From the material below, copy every line in which the word "types" occurs.

*** Block opens ***

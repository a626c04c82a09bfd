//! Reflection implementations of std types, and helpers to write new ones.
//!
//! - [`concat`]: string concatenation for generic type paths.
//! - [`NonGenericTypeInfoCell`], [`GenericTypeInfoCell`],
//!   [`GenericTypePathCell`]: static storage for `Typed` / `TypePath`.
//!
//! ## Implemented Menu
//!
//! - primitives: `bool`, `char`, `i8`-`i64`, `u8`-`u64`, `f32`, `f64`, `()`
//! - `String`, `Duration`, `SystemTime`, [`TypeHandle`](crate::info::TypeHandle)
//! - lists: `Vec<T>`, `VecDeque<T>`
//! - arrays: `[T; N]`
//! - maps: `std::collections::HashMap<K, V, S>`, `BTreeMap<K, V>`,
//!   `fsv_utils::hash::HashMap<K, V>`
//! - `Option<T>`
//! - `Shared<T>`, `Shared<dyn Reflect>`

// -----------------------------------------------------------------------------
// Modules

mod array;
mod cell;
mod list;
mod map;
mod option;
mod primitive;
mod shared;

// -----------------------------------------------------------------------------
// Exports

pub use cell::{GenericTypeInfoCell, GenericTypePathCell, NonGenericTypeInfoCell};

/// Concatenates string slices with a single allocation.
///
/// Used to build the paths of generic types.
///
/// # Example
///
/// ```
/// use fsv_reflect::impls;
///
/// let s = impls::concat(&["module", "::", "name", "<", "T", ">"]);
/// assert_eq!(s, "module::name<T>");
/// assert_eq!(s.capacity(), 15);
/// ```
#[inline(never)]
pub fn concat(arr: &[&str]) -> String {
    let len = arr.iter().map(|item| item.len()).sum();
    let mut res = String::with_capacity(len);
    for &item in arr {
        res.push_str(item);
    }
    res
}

*** Block closes ***

**THE COMPLETED TASK:**
//! Reflection implementations of std types, and helpers to write new ones.
/// Used to build the paths of generic types.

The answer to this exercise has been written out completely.